* **What this task involves**:
Repeat exactly each line of the material, starting from the line that contains "pub struct ReconcileOutcome" and finishing with the final line.

--- Data to examine ---

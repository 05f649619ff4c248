//! Near cache statistics.

use serde::{Deserialize, Serialize};
use std::sync::atomic::{AtomicU64, Ordering};

/// Snapshot of a near cache's counters.
///
/// Every counter except `entry_count` is monotonic over the lifetime of the
/// store, including across `clear()`.
#[derive(Debug, Clone, Copy, Default, PartialEq, Eq, Serialize, Deserialize)]
pub struct CacheStatistics {
    /// Reads answered from the near cache.
    pub hit_count: u64,
    /// Reads that found nothing usable.
    pub miss_count: u64,
    /// Records currently held.
    pub entry_count: u64,
    /// Records removed to make room.
    pub evicted_count: u64,
    /// Records removed because their ttl or idle window passed.
    pub expired_count: u64,
}

impl CacheStatistics {
    /// Calculate the hit rate (0.0 to 1.0).
    pub fn hit_rate(&self) -> f64 {
        let total = self.hit_count + self.miss_count;
        if total == 0 {
            0.0
        } else {
            self.hit_count as f64 / total as f64
        }
    }
}

/// Live counters backing [`CacheStatistics`].
#[derive(Debug, Default)]
pub(crate) struct StoreCounters {
    pub hits: AtomicU64,
    pub misses: AtomicU64,
    pub evicted: AtomicU64,
    pub expired: AtomicU64,
}

impl StoreCounters {
    pub fn record_hit(&self) {
        self.hits.fetch_add(1, Ordering::Relaxed);
    }

    pub fn record_miss(&self) {
        self.misses.fetch_add(1, Ordering::Relaxed);
    }

    pub fn record_eviction(&self) {
        self.evicted.fetch_add(1, Ordering::Relaxed);
    }

    pub fn record_expiry(&self) {
        self.expired.fetch_add(1, Ordering::Relaxed);
    }

    pub fn snapshot(&self, entry_count: usize) -> CacheStatistics {
        CacheStatistics {
            hit_count: self.hits.load(Ordering::Relaxed),
            miss_count: self.misses.load(Ordering::Relaxed),
            entry_count: entry_count as u64,
            evicted_count: self.evicted.load(Ordering::Relaxed),
            expired_count: self.expired.load(Ordering::Relaxed),
        }
    }
}
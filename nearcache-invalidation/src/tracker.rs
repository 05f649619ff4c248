//! Sequence-aware invalidation tracking for one near-cached map.
//!
//! # Partition lifecycle
//!
//! ```text
//! Uninitialized ── first event ──→ Tracking ── seq = last+1 ──→ Tracking
//!                                     │
//!                                seq > last+1 ──→ Tracking (misses counted)
//!                                     │
//!                           generation changed ──→ partition cleared, Tracking
//! ```
//!
//! When the misses summed over all partitions pass the tolerated count, the
//! whole near cache is cleared and every partition returns to Uninitialized.

use std::collections::HashMap;
use std::sync::{Arc, Mutex, MutexGuard, PoisonError};

use chrono::Utc;
use nearcache_core::{
    partition_of, GenerationId, NearCacheResult, PartitionId, PartitionService, ReconciliationConfig,
    Sequence,
};
use nearcache_store::{CacheKey, CacheValue, GuardedCacheStore};

use crate::metadata::{PartitionInvalidationMetadata, PartitionMetadataSnapshot, SequenceCheck};

/// Anything the reconciliation scheduler can repair.
pub trait Reconcilable: Send + Sync {
    /// Name of the map being tracked.
    fn map_name(&self) -> &str;

    /// Lost invalidations detected since the last reset.
    fn missed_count(&self) -> u64;

    /// Compare local metadata with the cluster's and repair drift.
    fn reconcile(&self, authoritative: &[PartitionMetadataSnapshot]) -> ReconcileOutcome;
}

/// What a reconciliation pass changed.
#[derive(Debug, Clone, Copy, Default, PartialEq, Eq)]
pub struct ReconcileOutcome {
    /// Partitions seen for the first time.
    pub partitions_initialized: usize,
    /// Partitions whose entries were dropped.
    pub partitions_cleared: usize,
    /// Entries removed across those partitions.
    pub entries_removed: usize,
}

impl ReconcileOutcome {
    pub fn repaired_anything(&self) -> bool {
        self.partitions_cleared > 0
    }
}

---

* **Answer to the problem**:
pub struct ReconcileOutcome {
    /// Partitions seen for the first time.
    pub partitions_initialized: usize,
    /// Partitions whose entries were dropped.
    pub partitions_cleared: usize,
    /// Entries removed across those partitions.
    pub entries_removed: usize,
}

impl ReconcileOutcome {
    pub fn repaired_anything(&self) -> bool {
        self.partitions_cleared > 0
    }
}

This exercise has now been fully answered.